Figure 3.

Effect of mocetinostat, CUDC-101, and pracinostat on HNSCC cell viability, clonogenic survival, and histone acetylation. (A–C) FaDu cells were treated with increasing doses of (A) mocetinostat, (B) CUDC-101, or (C) pracinostat (0.01–100 µM), and cell viability was measured via CellTiter Blue from three biologically independent experiments.
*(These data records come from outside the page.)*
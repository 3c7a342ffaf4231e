//! Mini-app launch URL handling.
//!
//! Telegram hands the signed auth payload to a mini-app inside the URL
//! fragment: `https://app/#tgWebAppData=<encoded>&tgWebAppVersion=7.x&...`.

use serde::Deserialize;
use thiserror::Error;
use url::Url;

/// Fragment key carrying the signed init data.
const WEB_APP_DATA_KEY: &str = "tgWebAppData";

/// Errors while extracting the auth payload from a launch URL.
#[derive(Debug, Error)]
pub enum WebAppError {
    #[error("Invalid launch URL: {0}")]
    InvalidUrl(#[from] url::ParseError),

    #[error("Launch URL has no tgWebAppData parameter")]
    MissingWebAppData,

    #[error("Init data has no user field")]
    MissingUser,

    #[error("Invalid user JSON in init data: {0}")]
    InvalidUser(#[from] serde_json::Error),
}

/// The `user` object embedded in the init data.
#[derive(Debug, Clone, PartialEq, Eq, Deserialize)]
pub struct WebAppUser {
    pub id: i64,

    #[serde(default)]
    pub first_name: String,

    #[serde(default)]
    pub last_name: Option<String>,

    #[serde(default)]
    pub username: Option<String>,
}

/// Extracts the init data query string from a mini-app launch URL.
///
/// The value comes back decoded once, so it is itself a valid query string
/// (`query_id=...&user=%7B...%7D&auth_date=...&hash=...`).
///
/// # Errors
///
/// Returns an error if the URL does not parse or carries no non-empty
/// `tgWebAppData` value.
pub fn extract_init_data(launch_url: &str) -> Result<String, WebAppError> {
    let url = Url::parse(launch_url)?;

    // Older clients put the parameters in the query instead of the fragment.
    [url.fragment(), url.query()]
        .into_iter()
        .flatten()
        .flat_map(|part| url::form_urlencoded::parse(part.as_bytes()))
        .find(|(key, _)| key == WEB_APP_DATA_KEY)
        .map(|(_, value)| value.into_owned())
        .filter(|value| !value.is_empty())
        .ok_or(WebAppError::MissingWebAppData)
}

/// Parses the `user` field out of init data.
///
/// # Errors
///
/// Returns an error if the field is absent or is not valid user JSON.
pub fn init_data_user(init_data: &str) -> Result<WebAppUser, WebAppError> {
    let raw = url::form_urlencoded::parse(init_data.as_bytes())
        .find(|(key, _)| key == "user")
        .map(|(_, value)| value.into_owned())
        .ok_or(WebAppError::MissingUser)?;

    Ok(serde_json::from_str(&raw)?)
}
Shown is the mean cell viability ± SE. * p < 0.05, ** p < 0.01 on two-sample t-tests compared to the untreated controls. (D) FaDu, (E) A253, and (F) UMSCC11b cells were treated with mocetinostat, CUDC-101, or pracinostat (all 1 µM) in comparison to DMSO as control and clonogenic survival of cells, analysed from three independent experiments. * p < 0.01, ** p < 0.001 on one-sample t-tests compared to the DMSO-treated controls. (G) FaDu cells were treated with DMSO (Dm), 1 µM mocetinostat (Mo), CUDC-101 (Cu), or pracinostat (Pr), and either unirradiated (control) or irradiated with 4 Gy X-rays and cells harvested at 2 h post-irradiation. Histones were purified by acid extraction and analysed by immunoblotting using antibodies targeted against site-specific acetylation sites on histone H3 or H4.